● **What needs to be done**:
Give again only those lines from the start of the entries through the line holding "pub struct ExportSummary", leaving them as they are.

Stored data entries:
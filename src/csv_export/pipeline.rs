//! # Export Pipeline
//!
//! Runs one export: fetch the sections of a quarter, project each one and
//! stream the rows through a `CsvEncoder`.
//!
//! ```text
//! Idle -> Fetching -> Encoding -> Done
//!            |           |
//!            +-----------+-----> Failed
//! ```
//!
//! Any failure ends the export. Bytes already handed to the sink stay
//! there; nothing is retried or resumed.

use std::fmt;
use std::io::Write;
use std::sync::Arc;

use tracing::{debug, error, info_span};
use uuid::Uuid;

use crate::observability::ObservationScope;
use crate::sections::SectionStore;

use super::encoder::{CsvEncoder, EncoderOptions};
use super::errors::{ExportError, ExportFailed};
use super::fault::FaultInjection;
use super::row;

/// Caller-supplied key selecting the sections to export
///
/// The key is opaque here; the store decides what a valid key looks like.
#[derive(Debug, Clone, PartialEq, Eq, Hash)]
pub struct QueryKey(String);

impl QueryKey {
    pub fn new(key: impl Into<String>) -> Self {
        Self(key.into())
    }

    pub fn as_str(&self) -> &str {
        &self.0
    }
}

impl fmt::Display for QueryKey {
    fn fmt(&self, f: &mut fmt::Formatter<'_>) -> fmt::Result {
        f.write_str(&self.0)
    }
}

impl From<&str> for QueryKey {
    fn from(key: &str) -> Self {
        Self::new(key)
    }
}

/// Where an export job is in its lifecycle
#[derive(Debug, Clone, Copy, PartialEq, Eq)]
pub enum ExportState {
    Idle,
    Fetching,
    Encoding,
    Done,
    Failed,
}

impl ExportState {
    pub fn is_terminal(&self) -> bool {
        matches!(self, ExportState::Done | ExportState::Failed)
    }
}

/// Outcome of a successful export
#[derive(Debug, Clone, Copy, PartialEq, Eq)]
pub struct ExportSummary {
    /// Data rows written, header excluded
    pub rows: usize,
}

/// A single export of one quarter onto one sink
pub struct ExportJob {
    id: Uuid,
    store: Arc<dyn SectionStore>,
    key: QueryKey,
    options: EncoderOptions,
    fault: FaultInjection,
    state: ExportState,
}

impl ExportJob {
    pub fn new(store: Arc<dyn SectionStore>, key: QueryKey) -> Self {
        Self {
            id: Uuid::new_v4(),
            store,
            key,
            options: EncoderOptions::default(),
            fault: FaultInjection::None,
            state: ExportState::Idle,
        }
    }

    pub fn with_options(mut self, options: EncoderOptions) -> Self {
        self.options = options;
        self
    }

    /// Testing seam: force an encoder failure. See `FaultInjection`.
    pub fn with_fault(mut self, fault: FaultInjection) -> Self {
        self.fault = fault;
        self
    }

    pub fn id(&self) -> Uuid {
        self.id
    }

    pub fn key(&self) -> &QueryKey {
        &self.key
    }

    pub fn state(&self) -> ExportState {
        self.state
    }

    /// Run the export, writing CSV onto `sink`
    ///
    /// The sink is consumed; it is dropped on every exit path.
    pub fn run<W: Write>(&mut self, sink: W) -> Result<ExportSummary, ExportFailed> {
        let span = info_span!("export", id = %self.id, quarter = %self.key);
        let _entered = span.enter();

        // a finished job keeps its outcome
        if self.state != ExportState::Idle {
            let cause = ExportError::Internal(format!("export job already {:?}", self.state));
            return Err(ExportFailed::new(self.key.as_str(), cause));
        }

        let scope = ObservationScope::new("EXPORT");

        match self.execute(sink) {
            Ok(summary) => {
                self.transition(ExportState::Done);
                scope.complete(summary.rows);
                Ok(summary)
            }
            Err(cause) => {
                self.transition(ExportState::Failed);
                let failed = ExportFailed::new(self.key.as_str(), cause);
                error!(
                    kind = failed.kind().as_str(),
                    row = ?failed.row(),
                    "CSV export failed: {}", failed
                );
                scope.fail(&failed);
                Err(failed)
            }
        }
    }

    fn execute<W: Write>(&mut self, sink: W) -> Result<ExportSummary, ExportError> {
        self.transition(ExportState::Fetching);
        let sections = self.store.find_by_quarter(self.key.as_str())?;

        self.transition(ExportState::Encoding);
        let mut encoder = CsvEncoder::with_options(sink, row::schema(), &self.options);
        encoder.inject_fault(self.fault);
        encoder.write_header()?;

        for section in &sections {
            encoder.write_row(&row::project(section))?;
        }

        let rows = encoder.rows_written();
        encoder.close()?;
        Ok(ExportSummary { rows })
    }

    fn transition(&mut self, next: ExportState) {
        debug!(from = ?self.state, to = ?next, "export state");
        self.state = next;
    }
}

#[cfg(test)]
mod tests {
    use super::*;
    use crate::csv_export::errors::FailureKind;
    use crate::sections::{
        ConvertedSection, CourseInfo, MemorySectionStore, Section, StoreError, StoreResult,
    };

    #[derive(Debug)]
    struct DownStore;

    impl SectionStore for DownStore {
        fn find_by_quarter(&self, _quarter: &str) -> StoreResult<Vec<ConvertedSection>> {
            Err(StoreError::Unavailable("connection refused".into()))
        }
    }

    fn section(code: &str) -> ConvertedSection {
        ConvertedSection {
            course_info: CourseInfo {
                quarter: "20252".into(),
                course_id: "CMPSC 156".into(),
                title: "ADV APP PROGRAM".into(),
                ..Default::default()
            },
            section: Section {
                enroll_code: code.into(),
                section: "0100".into(),
                ..Default::default()
            },
        }
    }

    fn store(sections: Vec<ConvertedSection>) -> Arc<dyn SectionStore> {
        Arc::new(MemorySectionStore::from_sections(sections))
    }

    #[test]
    fn test_job_starts_idle() {
        let job = ExportJob::new(store(vec![]), "20252".into());
        assert_eq!(job.state(), ExportState::Idle);
        assert_eq!(job.key().as_str(), "20252");
    }

    #[test]
    fn test_run_reaches_done() {
        let mut job = ExportJob::new(store(vec![section("1"), section("2")]), "20252".into());
        let mut out = Vec::new();

        let summary = job.run(&mut out).unwrap();

        assert_eq!(summary.rows, 2);
        assert_eq!(job.state(), ExportState::Done);
        assert_eq!(String::from_utf8(out).unwrap().lines().count(), 3);
    }

    #[test]
    fn test_store_failure_is_query_failure() {
        let mut job = ExportJob::new(Arc::new(DownStore), "20252".into());
        let mut out = Vec::new();

        let err = job.run(&mut out).unwrap_err();

        assert_eq!(err.kind(), FailureKind::Query);
        assert_eq!(job.state(), ExportState::Failed);
        assert!(out.is_empty());
    }

    #[test]
    fn test_fault_injection_fails_before_header() {
        let mut job = ExportJob::new(store(vec![section("1")]), "20252".into())
            .with_fault(FaultInjection::DataTypeMismatch);
        let mut out = Vec::new();

        let err = job.run(&mut out).unwrap_err();

        assert_eq!(err.kind(), FailureKind::RowEncoding);
        assert_eq!(err.row(), Some(0));
        assert_eq!(job.state(), ExportState::Failed);
        assert!(out.is_empty());
    }

    #[test]
    fn test_job_cannot_run_twice() {
        let mut job = ExportJob::new(store(vec![]), "20252".into());
        job.run(Vec::new()).unwrap();

        let err = job.run(Vec::new()).unwrap_err();
        assert_eq!(err.kind(), FailureKind::Internal);
        assert_eq!(job.state(), ExportState::Done);
        assert!(job.state().is_terminal());
    }

    #[test]
    fn test_failed_job_stays_failed() {
        let mut job = ExportJob::new(Arc::new(DownStore), "20252".into());
        assert_eq!(job.run(Vec::new()).unwrap_err().kind(), FailureKind::Query);

        let mut out = Vec::new();
        let err = job.run(&mut out).unwrap_err();
        assert_eq!(err.kind(), FailureKind::Internal);
        assert_eq!(job.state(), ExportState::Failed);
        assert!(out.is_empty());
    }

    #[test]
    fn test_malformed_record_stops_export() {
        let mut bad = section("");
        bad.course_info.course_id = "CMPSC 8".into();
        let mut job = ExportJob::new(
            store(vec![section("1"), bad, section("3")]),
            "20252".into(),
        );
        let mut out = Vec::new();

        let err = job.run(&mut out).unwrap_err();

        assert_eq!(err.kind(), FailureKind::RowEncoding);
        assert_eq!(err.row(), Some(1));
        // header and the first row were already emitted
        let text = String::from_utf8(out).unwrap();
        assert_eq!(text.lines().count(), 2);
        assert!(!text.contains("CMPSC 8"));
    }
}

● **Task solution**:
filename src/csv_export/pipeline.rs
//! # Export Pipeline
//!
//! Runs one export: fetch the sections of a quarter, project each one and
//! stream the rows through a `CsvEncoder`.
//!
//! ```text
//! Idle -> Fetching -> Encoding -> Done
//!            |           |
//!            +-----------+-----> Failed
//! ```
//!
//! Any failure ends the export. Bytes already handed to the sink stay
//! there; nothing is retried or resumed.

use std::fmt;
use std::io::Write;
use std::sync::Arc;

use tracing::{debug, error, info_span};
use uuid::Uuid;

use crate::observability::ObservationScope;
use crate::sections::SectionStore;

use super::encoder::{CsvEncoder, EncoderOptions};
use super::errors::{ExportError, ExportFailed};
use super::fault::FaultInjection;
use super::row;

/// Caller-supplied key selecting the sections to export
///
/// The key is opaque here; the store decides what a valid key looks like.
#[derive(Debug, Clone, PartialEq, Eq, Hash)]
pub struct QueryKey(String);

impl QueryKey {
    pub fn new(key: impl Into<String>) -> Self {
        Self(key.into())
    }

    pub fn as_str(&self) -> &str {
        &self.0
    }
}

impl fmt::Display for QueryKey {
    fn fmt(&self, f: &mut fmt::Formatter<'_>) -> fmt::Result {
        f.write_str(&self.0)
    }
}

impl From<&str> for QueryKey {
    fn from(key: &str) -> Self {
        Self::new(key)
    }
}

/// Where an export job is in its lifecycle
#[derive(Debug, Clone, Copy, PartialEq, Eq)]
pub enum ExportState {
    Idle,
    Fetching,
    Encoding,
    Done,
    Failed,
}

impl ExportState {
    pub fn is_terminal(&self) -> bool {
        matches!(self, ExportState::Done | ExportState::Failed)
    }
}

/// Outcome of a successful export
#[derive(Debug, Clone, Copy, PartialEq, Eq)]
pub struct ExportSummary {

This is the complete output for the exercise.